**SUPPLIED INFORMATION:**
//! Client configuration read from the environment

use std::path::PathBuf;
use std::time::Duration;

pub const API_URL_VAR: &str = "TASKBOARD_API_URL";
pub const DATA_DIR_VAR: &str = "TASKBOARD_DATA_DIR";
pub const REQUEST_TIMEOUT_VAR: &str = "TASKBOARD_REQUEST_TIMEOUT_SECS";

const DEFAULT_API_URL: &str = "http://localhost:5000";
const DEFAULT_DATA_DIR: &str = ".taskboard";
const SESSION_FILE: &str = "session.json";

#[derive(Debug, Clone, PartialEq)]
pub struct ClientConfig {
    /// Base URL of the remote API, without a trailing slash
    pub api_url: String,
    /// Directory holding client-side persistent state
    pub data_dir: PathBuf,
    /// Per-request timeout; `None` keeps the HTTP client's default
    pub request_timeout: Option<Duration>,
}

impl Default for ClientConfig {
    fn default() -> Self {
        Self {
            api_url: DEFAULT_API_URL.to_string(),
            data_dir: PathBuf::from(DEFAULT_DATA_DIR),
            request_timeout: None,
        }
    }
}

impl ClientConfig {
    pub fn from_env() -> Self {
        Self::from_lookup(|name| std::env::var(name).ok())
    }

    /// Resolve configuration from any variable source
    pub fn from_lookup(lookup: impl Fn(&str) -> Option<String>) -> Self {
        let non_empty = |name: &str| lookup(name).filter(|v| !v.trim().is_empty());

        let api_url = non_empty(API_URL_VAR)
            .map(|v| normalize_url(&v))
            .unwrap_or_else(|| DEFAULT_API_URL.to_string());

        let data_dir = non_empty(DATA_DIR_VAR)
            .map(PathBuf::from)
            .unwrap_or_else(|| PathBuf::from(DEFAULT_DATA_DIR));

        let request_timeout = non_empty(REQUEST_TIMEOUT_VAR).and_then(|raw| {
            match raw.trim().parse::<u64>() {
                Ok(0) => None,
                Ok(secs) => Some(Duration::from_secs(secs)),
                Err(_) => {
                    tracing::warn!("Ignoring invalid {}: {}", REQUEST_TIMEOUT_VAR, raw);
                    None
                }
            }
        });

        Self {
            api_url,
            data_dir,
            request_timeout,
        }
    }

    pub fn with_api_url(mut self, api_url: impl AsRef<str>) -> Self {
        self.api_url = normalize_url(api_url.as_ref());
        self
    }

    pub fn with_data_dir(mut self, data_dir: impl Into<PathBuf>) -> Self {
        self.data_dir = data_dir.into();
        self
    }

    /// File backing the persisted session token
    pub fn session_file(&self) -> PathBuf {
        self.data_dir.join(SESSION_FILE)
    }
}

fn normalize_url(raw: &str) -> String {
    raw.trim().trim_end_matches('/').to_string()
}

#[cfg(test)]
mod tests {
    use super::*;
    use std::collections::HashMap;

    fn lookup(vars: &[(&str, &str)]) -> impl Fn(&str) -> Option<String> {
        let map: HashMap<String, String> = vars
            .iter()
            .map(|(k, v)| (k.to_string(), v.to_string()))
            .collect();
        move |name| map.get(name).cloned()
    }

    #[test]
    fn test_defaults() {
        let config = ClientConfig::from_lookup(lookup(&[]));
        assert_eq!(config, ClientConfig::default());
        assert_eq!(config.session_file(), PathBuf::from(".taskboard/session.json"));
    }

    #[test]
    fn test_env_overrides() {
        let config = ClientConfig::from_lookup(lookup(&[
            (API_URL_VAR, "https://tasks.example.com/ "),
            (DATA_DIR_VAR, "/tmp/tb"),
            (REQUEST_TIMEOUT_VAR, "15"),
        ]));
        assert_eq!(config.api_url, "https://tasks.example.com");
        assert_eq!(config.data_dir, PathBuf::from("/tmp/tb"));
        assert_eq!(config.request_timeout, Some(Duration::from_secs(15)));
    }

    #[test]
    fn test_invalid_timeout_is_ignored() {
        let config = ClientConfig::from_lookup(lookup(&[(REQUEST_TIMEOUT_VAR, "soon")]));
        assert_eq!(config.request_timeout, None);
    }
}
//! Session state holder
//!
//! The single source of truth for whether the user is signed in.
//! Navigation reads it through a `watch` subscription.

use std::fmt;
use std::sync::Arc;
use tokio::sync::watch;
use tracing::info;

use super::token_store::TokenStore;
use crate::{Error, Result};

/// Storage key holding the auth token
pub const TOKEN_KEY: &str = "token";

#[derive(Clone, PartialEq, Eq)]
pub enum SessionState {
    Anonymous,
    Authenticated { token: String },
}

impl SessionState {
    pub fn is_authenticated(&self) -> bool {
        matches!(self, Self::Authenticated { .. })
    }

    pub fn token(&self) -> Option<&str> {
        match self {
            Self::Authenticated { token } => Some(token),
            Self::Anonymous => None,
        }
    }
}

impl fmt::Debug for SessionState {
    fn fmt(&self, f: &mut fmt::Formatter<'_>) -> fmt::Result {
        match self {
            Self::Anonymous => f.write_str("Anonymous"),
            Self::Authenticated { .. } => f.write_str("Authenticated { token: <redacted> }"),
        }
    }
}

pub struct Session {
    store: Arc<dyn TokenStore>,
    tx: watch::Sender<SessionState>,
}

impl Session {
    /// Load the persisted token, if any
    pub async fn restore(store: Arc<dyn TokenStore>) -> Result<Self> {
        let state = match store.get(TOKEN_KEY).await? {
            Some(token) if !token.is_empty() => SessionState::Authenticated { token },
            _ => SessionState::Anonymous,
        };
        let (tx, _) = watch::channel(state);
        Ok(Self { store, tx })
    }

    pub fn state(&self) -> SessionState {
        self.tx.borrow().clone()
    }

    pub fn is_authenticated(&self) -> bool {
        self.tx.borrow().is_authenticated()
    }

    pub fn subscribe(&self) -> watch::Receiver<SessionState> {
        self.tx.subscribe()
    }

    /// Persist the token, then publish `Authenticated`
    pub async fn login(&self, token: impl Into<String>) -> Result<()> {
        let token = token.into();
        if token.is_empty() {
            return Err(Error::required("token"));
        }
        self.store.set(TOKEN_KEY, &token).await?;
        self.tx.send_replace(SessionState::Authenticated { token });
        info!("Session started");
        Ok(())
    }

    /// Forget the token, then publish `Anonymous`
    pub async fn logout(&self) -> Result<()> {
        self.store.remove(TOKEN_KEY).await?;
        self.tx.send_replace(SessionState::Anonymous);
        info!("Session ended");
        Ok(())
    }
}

**REQUIRED ACTION:** The required answer is the line with "let state = match" plus every line after it to the end of the entries above, transcribed exactly.

**RESPONSE AREA:**
        let state = match store.get(TOKEN_KEY).await? {
            Some(token) if !token.is_empty() => SessionState::Authenticated { token },
            _ => SessionState::Anonymous,
        };
        let (tx, _) = watch::channel(state);
        Ok(Self { store, tx })
    }

    pub fn state(&self) -> SessionState {
        self.tx.borrow().clone()
    }

    pub fn is_authenticated(&self) -> bool {
        self.tx.borrow().is_authenticated()
    }

    pub fn subscribe(&self) -> watch::Receiver<SessionState> {
        self.tx.subscribe()
    }

    /// Persist the token, then publish `Authenticated`
    pub async fn login(&self, token: impl Into<String>) -> Result<()> {
        let token = token.into();
        if token.is_empty() {
            return Err(Error::required("token"));
        }
        self.store.set(TOKEN_KEY, &token).await?;
        self.tx.send_replace(SessionState::Authenticated { token });
        info!("Session started");
        Ok(())
    }

    /// Forget the token, then publish `Anonymous`
    pub async fn logout(&self) -> Result<()> {
        self.store.remove(TOKEN_KEY).await?;
        self.tx.send_replace(SessionState::Anonymous);
        info!("Session ended");
        Ok(())
    }
}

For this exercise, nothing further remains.